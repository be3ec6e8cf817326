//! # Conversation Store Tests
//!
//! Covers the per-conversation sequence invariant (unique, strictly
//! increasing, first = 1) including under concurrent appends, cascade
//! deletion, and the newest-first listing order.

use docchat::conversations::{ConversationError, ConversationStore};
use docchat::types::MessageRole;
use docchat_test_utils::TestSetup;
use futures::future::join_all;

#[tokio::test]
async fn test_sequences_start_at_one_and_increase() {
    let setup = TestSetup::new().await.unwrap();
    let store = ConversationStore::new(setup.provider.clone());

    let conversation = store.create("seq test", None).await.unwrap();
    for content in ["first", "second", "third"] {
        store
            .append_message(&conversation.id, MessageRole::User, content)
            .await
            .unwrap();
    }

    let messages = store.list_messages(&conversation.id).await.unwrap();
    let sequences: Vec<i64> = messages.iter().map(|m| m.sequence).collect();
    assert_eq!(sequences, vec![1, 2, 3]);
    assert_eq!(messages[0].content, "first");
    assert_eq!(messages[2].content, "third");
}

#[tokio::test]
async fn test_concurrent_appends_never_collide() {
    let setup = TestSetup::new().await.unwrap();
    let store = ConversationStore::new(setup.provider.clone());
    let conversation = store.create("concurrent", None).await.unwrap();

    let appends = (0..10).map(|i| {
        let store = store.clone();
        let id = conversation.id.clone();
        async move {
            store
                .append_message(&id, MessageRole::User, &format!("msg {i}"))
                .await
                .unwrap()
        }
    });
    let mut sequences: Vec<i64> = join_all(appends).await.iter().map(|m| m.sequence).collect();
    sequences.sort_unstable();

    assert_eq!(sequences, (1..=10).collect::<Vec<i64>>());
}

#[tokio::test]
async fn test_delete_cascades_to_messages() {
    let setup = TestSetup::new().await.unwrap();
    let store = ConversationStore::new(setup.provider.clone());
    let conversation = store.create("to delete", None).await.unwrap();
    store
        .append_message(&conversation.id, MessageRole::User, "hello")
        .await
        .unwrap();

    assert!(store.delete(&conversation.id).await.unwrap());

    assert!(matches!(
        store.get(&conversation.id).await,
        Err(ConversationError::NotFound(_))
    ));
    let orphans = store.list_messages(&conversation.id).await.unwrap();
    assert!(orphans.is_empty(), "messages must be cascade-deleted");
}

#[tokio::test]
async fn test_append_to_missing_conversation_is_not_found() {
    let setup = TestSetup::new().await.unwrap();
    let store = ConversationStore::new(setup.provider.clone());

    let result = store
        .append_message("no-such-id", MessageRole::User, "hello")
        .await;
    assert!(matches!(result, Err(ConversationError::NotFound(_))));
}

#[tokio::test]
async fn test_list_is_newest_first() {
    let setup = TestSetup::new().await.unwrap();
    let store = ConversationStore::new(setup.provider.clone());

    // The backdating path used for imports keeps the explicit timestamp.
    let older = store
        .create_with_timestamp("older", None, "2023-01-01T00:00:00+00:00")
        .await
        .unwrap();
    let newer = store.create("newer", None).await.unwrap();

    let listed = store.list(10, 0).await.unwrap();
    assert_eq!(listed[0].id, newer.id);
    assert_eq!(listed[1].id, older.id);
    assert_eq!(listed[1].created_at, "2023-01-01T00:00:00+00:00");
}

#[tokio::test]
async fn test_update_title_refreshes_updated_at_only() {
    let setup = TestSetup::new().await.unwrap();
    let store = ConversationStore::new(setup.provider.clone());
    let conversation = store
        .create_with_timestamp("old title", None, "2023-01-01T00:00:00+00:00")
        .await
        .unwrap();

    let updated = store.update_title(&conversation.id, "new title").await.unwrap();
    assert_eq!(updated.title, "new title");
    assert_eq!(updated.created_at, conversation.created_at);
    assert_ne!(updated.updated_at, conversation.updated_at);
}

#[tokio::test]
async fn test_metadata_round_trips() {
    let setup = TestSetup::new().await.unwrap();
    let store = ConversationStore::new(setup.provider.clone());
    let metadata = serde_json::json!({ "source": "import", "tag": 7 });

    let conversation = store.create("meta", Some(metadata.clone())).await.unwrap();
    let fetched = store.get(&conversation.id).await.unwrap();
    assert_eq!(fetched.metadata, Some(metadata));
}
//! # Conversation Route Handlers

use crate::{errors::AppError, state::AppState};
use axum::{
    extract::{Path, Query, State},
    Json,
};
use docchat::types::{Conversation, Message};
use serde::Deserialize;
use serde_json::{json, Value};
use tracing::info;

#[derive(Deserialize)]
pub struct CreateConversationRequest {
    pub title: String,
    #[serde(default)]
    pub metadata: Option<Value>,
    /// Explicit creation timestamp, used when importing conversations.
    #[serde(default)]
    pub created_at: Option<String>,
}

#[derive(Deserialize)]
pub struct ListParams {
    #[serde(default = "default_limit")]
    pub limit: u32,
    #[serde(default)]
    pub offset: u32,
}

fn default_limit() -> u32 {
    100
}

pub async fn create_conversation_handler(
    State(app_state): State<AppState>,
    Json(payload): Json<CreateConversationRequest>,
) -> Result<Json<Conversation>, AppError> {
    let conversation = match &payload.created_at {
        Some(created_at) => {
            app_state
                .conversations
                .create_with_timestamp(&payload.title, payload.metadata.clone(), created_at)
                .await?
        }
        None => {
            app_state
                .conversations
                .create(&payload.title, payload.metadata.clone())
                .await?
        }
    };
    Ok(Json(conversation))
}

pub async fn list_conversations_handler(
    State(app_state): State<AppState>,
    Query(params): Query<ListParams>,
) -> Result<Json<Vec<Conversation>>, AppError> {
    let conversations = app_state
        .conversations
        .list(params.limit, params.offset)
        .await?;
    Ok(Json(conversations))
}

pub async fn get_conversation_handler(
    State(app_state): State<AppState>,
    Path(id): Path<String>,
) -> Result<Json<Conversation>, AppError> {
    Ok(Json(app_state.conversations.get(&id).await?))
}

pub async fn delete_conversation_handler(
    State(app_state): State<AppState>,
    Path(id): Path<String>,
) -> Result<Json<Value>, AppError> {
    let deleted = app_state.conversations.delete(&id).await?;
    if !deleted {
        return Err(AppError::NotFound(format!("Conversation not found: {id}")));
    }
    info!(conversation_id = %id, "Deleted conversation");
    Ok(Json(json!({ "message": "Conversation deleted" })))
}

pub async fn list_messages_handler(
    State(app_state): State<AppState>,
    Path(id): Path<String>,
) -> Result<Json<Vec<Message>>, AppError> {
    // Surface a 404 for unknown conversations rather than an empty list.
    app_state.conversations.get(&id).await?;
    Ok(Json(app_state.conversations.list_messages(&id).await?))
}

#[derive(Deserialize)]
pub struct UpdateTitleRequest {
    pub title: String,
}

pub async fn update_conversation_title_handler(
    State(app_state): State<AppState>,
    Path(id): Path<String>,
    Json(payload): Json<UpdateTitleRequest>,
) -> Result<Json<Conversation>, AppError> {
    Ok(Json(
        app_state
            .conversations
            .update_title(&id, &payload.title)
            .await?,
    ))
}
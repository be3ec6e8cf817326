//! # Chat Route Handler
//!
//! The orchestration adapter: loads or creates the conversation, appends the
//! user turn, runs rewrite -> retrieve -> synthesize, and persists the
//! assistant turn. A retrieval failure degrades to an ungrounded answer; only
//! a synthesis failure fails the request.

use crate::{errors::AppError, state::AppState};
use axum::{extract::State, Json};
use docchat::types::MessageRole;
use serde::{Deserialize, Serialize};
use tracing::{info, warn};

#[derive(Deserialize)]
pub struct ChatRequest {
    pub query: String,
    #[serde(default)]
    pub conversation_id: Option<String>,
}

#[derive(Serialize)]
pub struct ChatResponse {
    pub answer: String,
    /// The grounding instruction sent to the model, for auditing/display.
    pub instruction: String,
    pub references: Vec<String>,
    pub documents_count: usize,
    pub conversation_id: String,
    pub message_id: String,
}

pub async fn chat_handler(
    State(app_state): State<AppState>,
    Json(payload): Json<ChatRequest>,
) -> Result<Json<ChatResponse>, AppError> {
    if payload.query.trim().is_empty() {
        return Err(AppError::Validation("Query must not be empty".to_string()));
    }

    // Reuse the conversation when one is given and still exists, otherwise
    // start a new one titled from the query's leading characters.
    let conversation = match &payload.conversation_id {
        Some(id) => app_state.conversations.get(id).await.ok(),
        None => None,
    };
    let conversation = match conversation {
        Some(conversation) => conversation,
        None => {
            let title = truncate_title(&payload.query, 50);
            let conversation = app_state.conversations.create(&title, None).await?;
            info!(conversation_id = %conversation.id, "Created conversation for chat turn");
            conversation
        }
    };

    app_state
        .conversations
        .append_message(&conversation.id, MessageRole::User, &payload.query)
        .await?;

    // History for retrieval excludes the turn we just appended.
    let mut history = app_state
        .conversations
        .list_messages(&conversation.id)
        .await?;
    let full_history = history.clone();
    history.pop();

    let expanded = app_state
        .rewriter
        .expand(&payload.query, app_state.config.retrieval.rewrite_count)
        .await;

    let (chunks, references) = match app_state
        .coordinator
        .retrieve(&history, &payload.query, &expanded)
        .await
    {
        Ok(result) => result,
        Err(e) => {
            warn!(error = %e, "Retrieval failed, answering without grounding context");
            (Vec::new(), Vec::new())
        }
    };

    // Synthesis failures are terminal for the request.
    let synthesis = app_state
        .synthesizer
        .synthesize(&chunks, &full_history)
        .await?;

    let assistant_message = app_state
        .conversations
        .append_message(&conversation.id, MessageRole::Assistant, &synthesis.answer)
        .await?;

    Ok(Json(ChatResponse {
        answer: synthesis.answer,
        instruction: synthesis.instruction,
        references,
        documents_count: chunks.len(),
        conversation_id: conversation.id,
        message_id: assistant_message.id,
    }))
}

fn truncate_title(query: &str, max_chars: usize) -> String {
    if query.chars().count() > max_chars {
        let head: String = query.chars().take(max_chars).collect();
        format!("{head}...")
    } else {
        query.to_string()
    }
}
# # #
* TASK TO COMPLETE
Say how many lines of the entries above include the word "return", giving the number alone.

* RESPONSE TO THIS TASK
2